* **WORK TO COMPLETE**
Would you print each of the entries below precisely as given?

* **SOURCE INFORMATION**
------------------------------

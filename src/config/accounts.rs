use anyhow::{Context, Result};
use serde::{Deserialize, Serialize};
use std::collections::HashSet;
use std::path::Path;

use crate::db::{NewUser, Role};

pub const DEFAULT_DEPARTMENT: &str = "Producción";

/// One test account, as written in an accounts file
#[derive(Serialize, Deserialize, Debug, Clone, PartialEq)]
pub struct AccountSpec {
    pub username: String,
    pub email: String,
    pub password: String,
    #[serde(default)]
    pub first_name: String,
    #[serde(default)]
    pub last_name: String,
    pub role: Role,
    #[serde(default, skip_serializing_if = "Option::is_none")]
    pub department: Option<String>,
}

impl AccountSpec {
    pub fn to_new_user(&self) -> NewUser {
        NewUser {
            username: self.username.clone(),
            email: self.email.clone(),
            password: self.password.clone(),
            first_name: self.first_name.clone(),
            last_name: self.last_name.clone(),
            role: self.role,
            department: self.department.clone(),
        }
    }
}

/// Accounts provisioned under one error boundary.
///
/// `label` names the batch in its failure line. A `detailed` batch prints
/// every field of a newly created account; otherwise a single line is printed.
#[derive(Serialize, Deserialize, Debug, Clone, PartialEq)]
pub struct SeedBatch {
    pub label: String,
    #[serde(default)]
    pub detailed: bool,
    pub accounts: Vec<AccountSpec>,
}

#[derive(Serialize, Deserialize, Debug, PartialEq)]
pub struct AccountsFile {
    pub batches: Vec<SeedBatch>,
}

fn account(
    username: &str,
    password: &str,
    first_name: &str,
    last_name: &str,
    role: Role,
    department: Option<&str>,
) -> AccountSpec {
    AccountSpec {
        username: username.to_string(),
        email: format!("{}@example.com", username),
        password: password.to_string(),
        first_name: first_name.to_string(),
        last_name: last_name.to_string(),
        role,
        department: department.map(str::to_string),
    }
}

/// The admin batch followed by the supervisor and employee batch
pub fn default_batches() -> Vec<SeedBatch> {
    vec![
        SeedBatch {
            label: "usuario".to_string(),
            detailed: true,
            accounts: vec![account("admin", "admin123", "Admin", "User", Role::Admin, None)],
        },
        SeedBatch {
            label: "usuarios adicionales".to_string(),
            detailed: false,
            accounts: vec![
                account(
                    "supervisor",
                    "super123",
                    "Supervisor",
                    "Test",
                    Role::Supervisor,
                    Some(DEFAULT_DEPARTMENT),
                ),
                account(
                    "employee",
                    "emp123",
                    "Empleado",
                    "Test",
                    Role::Employee,
                    Some(DEFAULT_DEPARTMENT),
                ),
            ],
        },
    ]
}

/// Parse batches from YAML and reject empty or ambiguous plans
pub fn parse_batches(yaml: &str) -> Result<Vec<SeedBatch>> {
    let file: AccountsFile = serde_yaml::from_str(yaml).context("Invalid accounts file")?;

    if file.batches.iter().all(|batch| batch.accounts.is_empty()) {
        anyhow::bail!("Accounts file does not define any account");
    }

    let mut seen = HashSet::new();
    for spec in file.batches.iter().flat_map(|batch| &batch.accounts) {
        if !seen.insert(spec.username.as_str()) {
            anyhow::bail!("Duplicate username in accounts file: {}", spec.username);
        }
    }

    Ok(file.batches)
}

/// Load batches from `path`, or fall back to the built-in accounts
pub fn load_batches(path: Option<&Path>) -> Result<Vec<SeedBatch>> {
    match path {
        Some(path) => {
            let yaml = std::fs::read_to_string(path)
                .with_context(|| format!("Failed to read accounts file {}", path.display()))?;
            parse_batches(&yaml)
        }
        None => Ok(default_batches()),
    }
}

------------------------------

* **TASK RESULT**
filename src/config/accounts.rs
use anyhow::{Context, Result};
use serde::{Deserialize, Serialize};
use std::collections::HashSet;
use std::path::Path;

use crate::db::{NewUser, Role};

pub const DEFAULT_DEPARTMENT: &str = "Producción";

/// One test account, as written in an accounts file
#[derive(Serialize, Deserialize, Debug, Clone, PartialEq)]
pub struct AccountSpec {
    pub username: String,
    pub email: String,
    pub password: String,
    #[serde(default)]
    pub first_name: String,
    #[serde(default)]
    pub last_name: String,
    pub role: Role,
    #[serde(default, skip_serializing_if = "Option::is_none")]
    pub department: Option<String>,
}

impl AccountSpec {
    pub fn to_new_user(&self) -> NewUser {
        NewUser {
            username: self.username.clone(),
            email: self.email.clone(),
            password: self.password.clone(),
            first_name: self.first_name.clone(),
            last_name: self.last_name.clone(),
            role: self.role,
            department: self.department.clone(),
        }
    }
}

/// Accounts provisioned under one error boundary.
///
/// `label` names the batch in its failure line. A `detailed` batch prints
/// every field of a newly created account; otherwise a single line is printed.
#[derive(Serialize, Deserialize, Debug, Clone, PartialEq)]
pub struct SeedBatch {
    pub label: String,
    #[serde(default)]
    pub detailed: bool,
    pub accounts: Vec<AccountSpec>,
}

#[derive(Serialize, Deserialize, Debug, PartialEq)]
pub struct AccountsFile {
    pub batches: Vec<SeedBatch>,
}

fn account(
    username: &str,
    password: &str,
    first_name: &str,
    last_name: &str,
    role: Role,
    department: Option<&str>,
) -> AccountSpec {
    AccountSpec {
        username: username.to_string(),
        email: format!("{}@example.com", username),
        password: password.to_string(),
        first_name: first_name.to_string(),
        last_name: last_name.to_string(),
        role,
        department: department.map(str::to_string),
    }
}

/// The admin batch followed by the supervisor and employee batch
pub fn default_batches() -> Vec<SeedBatch> {
    vec![
        SeedBatch {
            label: "usuario".to_string(),
            detailed: true,
            accounts: vec![account("admin", "admin123", "Admin", "User", Role::Admin, None)],
        },
        SeedBatch {
            label: "usuarios adicionales".to_string(),
            detailed: false,
            accounts: vec![
                account(
                    "supervisor",
                    "super123",
                    "Supervisor",
                    "Test",
                    Role::Supervisor,
                    Some(DEFAULT_DEPARTMENT),
                ),
                account(
                    "employee",
                    "emp123",
                    "Empleado",
                    "Test",
                    Role::Employee,
                    Some(DEFAULT_DEPARTMENT),
                ),
            ],
        },
    ]
}

/// Parse batches from YAML and reject empty or ambiguous plans
pub fn parse_batches(yaml: &str) -> Result<Vec<SeedBatch>> {
    let file: AccountsFile = serde_yaml::from_str(yaml).context("Invalid accounts file")?;

    if file.batches.iter().all(|batch| batch.accounts.is_empty()) {
        anyhow::bail!("Accounts file does not define any account");
    }

    let mut seen = HashSet::new();
    for spec in file.batches.iter().flat_map(|batch| &batch.accounts) {
        if !seen.insert(spec.username.as_str()) {
            anyhow::bail!("Duplicate username in accounts file: {}", spec.username);
        }
    }

    Ok(file.batches)
}

/// Load batches from `path`, or fall back to the built-in accounts
pub fn load_batches(path: Option<&Path>) -> Result<Vec<SeedBatch>> {
    match path {
        Some(path) => {
            let yaml = std::fs::read_to_string(path)
                .with_context(|| format!("Failed to read accounts file {}", path.display()))?;
            parse_batches(&yaml)
        }
        None => Ok(default_batches()),
    }
}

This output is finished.